Version 2: This is the Japan import version. This release included the same eight tracks as before, but also included the tracks "Only Move 4 Tha Money", "Don't Go To Sleep Soul-G Remix", "First To Bomb" instrumental, as well as "First to Bomb BBK Remix". For this release the cover was altered as real photos were photoshopped into the background of the cover for the 100 dollar bills. The top of the cover was changed to say Tupac Shakur & Daz Dillinger in white lettering. This release was released by Makaveli Records, and is the most common and easy to find release.

Version 3: Finally, on September 13, 2003, Daz put out what he called "Makaveli & Dillinger, The Whole Album". This was basically the Japan import with some skits and filler tracks on it. The only new track that included 2Pac was the song "Initiated" which was released in 1998 on Daz's Retaliation, Revenge & Get Back album. The full track-listing for this album included 25 tracks, most of which was from Daz's then new album. Thus far, this was the last Makaveli & Dillinger release.

== Controversy ==
On August 27, 2001, mother of Tupac, Afeni Shakur filed a lawsuit against Delmar Arnaud better known as Daz Dillinger seeking unspecified damages caused by his unauthorized pre-release online order for this album on the official website of D.P.G. Recordz. As the only legal successor of the copyright of anything connected with the brand names "2Pac" and "Makaveli" and executor and estate administrator of Tupac's musical compositions, Afeni Shakur has the right only to grant permission to release the recordings or to use her son's name, that – according to her – she was never earlier asked to do so by any of the management of D.P.G. Recordz.
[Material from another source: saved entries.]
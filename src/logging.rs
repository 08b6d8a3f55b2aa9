use std::path::{Path, PathBuf};
use std::sync::OnceLock;
use tracing_appender::non_blocking::WorkerGuard;
use tracing_subscriber::{fmt, prelude::*, EnvFilter};

/// Global crash log directory, set during init.
static CRASH_LOG_DIR: OnceLock<PathBuf> = OnceLock::new();

/// Keeps the file writer flushing for the life of the process.
static FILE_GUARD: OnceLock<WorkerGuard> = OnceLock::new();

/// Initialize tracing with stdout, rolling file and Sentry layers.
///
/// - Stdout: compact, human-readable for the dev console
/// - File: daily-rolling `outreach.log` under `log_dir`
/// - Sentry: captures ERROR events as issues, WARN as breadcrumbs
/// - Default level: INFO, override via RUST_LOG env
pub fn init(log_dir: &Path) {
    let env_filter = EnvFilter::try_from_default_env()
        .unwrap_or_else(|_| EnvFilter::new("info,outreach_desktop=debug,app_lib=debug"));

    let stdout_layer = fmt::layer()
        .with_target(true)
        .with_thread_ids(false)
        .with_file(true)
        .with_line_number(true)
        .compact();

    let file_layer = match std::fs::create_dir_all(log_dir) {
        Ok(()) => {
            let appender = tracing_appender::rolling::daily(log_dir, "outreach.log");
            let (writer, guard) = tracing_appender::non_blocking(appender);
            let _ = FILE_GUARD.set(guard);
            Some(fmt::layer().with_ansi(false).with_target(true).with_writer(writer))
        }
        Err(e) => {
            eprintln!("[logging] file logging disabled, cannot create {}: {}", log_dir.display(), e);
            None
        }
    };

    // No-op when Sentry DSN is not configured.
    let sentry_layer = sentry_tracing::layer().event_filter(|meta| match *meta.level() {
        tracing::Level::ERROR => sentry_tracing::EventFilter::Event,
        tracing::Level::WARN => sentry_tracing::EventFilter::Breadcrumb,
        _ => sentry_tracing::EventFilter::Ignore,
    });

    let installed = tracing_subscriber::registry()
        .with(env_filter)
        .with(stdout_layer)
        .with(file_layer)
        .with(sentry_layer)
        .try_init();

    if installed.is_ok() {
        tracing::debug!(log_dir = %log_dir.display(), "Tracing initialized");
    }
}

/// Install a panic hook that writes a crash report under
/// `data_dir/crash_logs` before the previous hook runs.
pub fn install_crash_hook(data_dir: &Path) {
    let crash_dir = data_dir.join("crash_logs");
    let _ = std::fs::create_dir_all(&crash_dir);
    if CRASH_LOG_DIR.set(crash_dir).is_err() {
        return;
    }

    let prev_hook = std::panic::take_hook();
    std::panic::set_hook(Box::new(move |info| {
        if let Some(dir) = CRASH_LOG_DIR.get() {
            let now = chrono::Local::now();
            let path = dir.join(format!("crash_{}.log", now.format("%Y%m%d_%H%M%S")));

            let payload = info
                .payload()
                .downcast_ref::<&str>()
                .map(|s| s.to_string())
                .or_else(|| info.payload().downcast_ref::<String>().cloned());
            let location = info
                .location()
                .map(|loc| format!("{}:{}:{}", loc.file(), loc.line(), loc.column()));

            let mut report = crash_report(&now.to_rfc3339(), payload.as_deref(), location.as_deref());
            report.push_str(&format!("\nBacktrace:\n{}\n", std::backtrace::Backtrace::force_capture()));

            let _ = std::fs::write(&path, &report);
            eprintln!("[CRASH] Report written to: {}", path.display());
        }

        prev_hook(info);
    }));

    tracing::info!("Crash hook installed");
}

fn crash_report(time: &str, payload: Option<&str>, location: Option<&str>) -> String {
    let mut report = format!(
        "=== OUTREACH DESK CRASH REPORT ===\nTime: {}\nVersion: {}\n\nPanic: {}\n",
        time,
        env!("CARGO_PKG_VERSION"),
        payload.unwrap_or("<unknown payload>"),
    );
    if let Some(loc) = location {
        report.push_str(&format!("Location: {loc}\n"));
    }
    report
}

/// Read crash logs from disk (most recent first, max 10).
pub fn read_crash_logs(data_dir: &Path) -> Vec<CrashLogEntry> {
    let crash_dir = data_dir.join("crash_logs");
    let mut entries = Vec::new();

    if let Ok(dir) = std::fs::read_dir(&crash_dir) {
        for entry in dir.flatten() {
            let path = entry.path();
            if path.extension().map(|e| e == "log").unwrap_or(false) {
                if let Ok(content) = std::fs::read_to_string(&path) {
                    entries.push(CrashLogEntry {
                        filename: path.file_name().unwrap_or_default().to_string_lossy().into(),
                        content,
                    });
                }
            }
        }
    }

    // Filenames embed the timestamp, so descending name order is newest first.
    entries.sort_by(|a, b| b.filename.cmp(&a.filename));
    entries.truncate(10);
    entries
}

#[derive(Debug, Clone, serde::Serialize, ts_rs::TS)]
#[ts(export)]
pub struct CrashLogEntry {
    pub filename: String,
    pub content: String,
}
use crate::db::models::DashboardSummary;
use crate::db::repos::activities;
use crate::engine::analytics;
use crate::error::AppError;
use crate::AppState;

/// Headline counts, engagement rates and the latest activity for the
/// signed-in user.
pub fn dashboard_summary(state: &AppState) -> Result<DashboardSummary, AppError> {
    let user = state.auth.require_user()?;
    let analytics = analytics::compute_analytics(&state.db, &user.id, state.engagement.as_ref())?;
    let recent_activities = activities::get_recent_for(&state.db, &user.id)?;
    Ok(DashboardSummary { analytics, recent_activities })
}

#[cfg(test)]
mod tests {
    use super::*;
    use crate::commands::leads;
    use crate::db::models::{ActivityType, LeadStatus};
    use crate::db::repos::leads as lead_repo;
    use crate::test_support::signed_in_state;

    #[tokio::test]
    async fn test_jane_scenario() {
        let (state, _dir) = signed_in_state().await;
        let uploaded = leads::upload_leads(
            &state,
            "name,email,company,domain\nJane,jane@x.com,Acme,x.com\nBob,,Acme,x.com",
        )
        .unwrap();
        assert_eq!(uploaded.len(), 1);
        assert_eq!(uploaded[0].name, "Jane");
        assert_eq!(uploaded[0].status, LeadStatus::Uploaded);

        let summary = dashboard_summary(&state).unwrap();
        assert_eq!(summary.analytics.total_leads, 1);
        assert_eq!(summary.analytics.verified_emails, 0);
        assert_eq!(summary.recent_activities[0].message, "Uploaded 1 leads");

        leads::verify_uploaded_leads(&state).await.unwrap();
        assert_eq!(lead_repo::get_by_id(&state.db, &uploaded[0].id).unwrap().status, LeadStatus::Verified);

        let summary = dashboard_summary(&state).unwrap();
        assert_eq!(summary.analytics.verified_emails, 1);
        assert_eq!(summary.recent_activities[0].activity_type, ActivityType::LeadVerified);
        // No campaigns yet, so no engagement
        assert_eq!(summary.analytics.email_open_rate, 0);
    }

    #[tokio::test]
    async fn test_feed_is_capped() {
        let (state, _dir) = signed_in_state().await;
        for i in 0..12 {
            leads::upload_leads(&state, &format!("name,email,company,domain\nL,l{i}@x.com,C,x.com")).unwrap();
        }
        let summary = dashboard_summary(&state).unwrap();
        assert_eq!(summary.recent_activities.len(), activities::RECENT_LIMIT);
        assert_eq!(summary.analytics.total_leads, 12);
    }
}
The lawsuit contains 13 causes of action, including:
- trademark infringement,
- unfair competition,
- trademark dilution,
- copyright infringement,
- trademark infringement under common law,
- conversion,
- unjust enrichment,
- declaratory relief,
- and accountings.

Shakur also maintains that Dillinger was still promoting the release of the album and accepting PayPal orders through his website all unauthorized.
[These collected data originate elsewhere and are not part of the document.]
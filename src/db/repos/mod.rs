pub mod activities;
pub mod campaigns;
pub mod collection;
pub mod kv;
pub mod leads;
pub mod users;
pub mod videos;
Daz stopped the selling of the Makaveli & Dillinger EP and days after the September 11 attacks the main page of the whole site changed into a tribute design. Later deathrowrecords.com adopted the material claiming the rights of the license for "Tha Dogg Pound" and "Dat Nigga Daz" and all material recorded under these pseudonyms. It is still purchasable there with some slight modifications in the number of tracks and their order.

Daz claims in the April 2005 issue of XXL that he still owns several recordings of 2Pac never heard before. While living in Los Angeles he was insulted in several warranted house searches by Suge Knight and by the police that were attempts to confiscate the reels. The legal status of those copies, however, still remains unclear.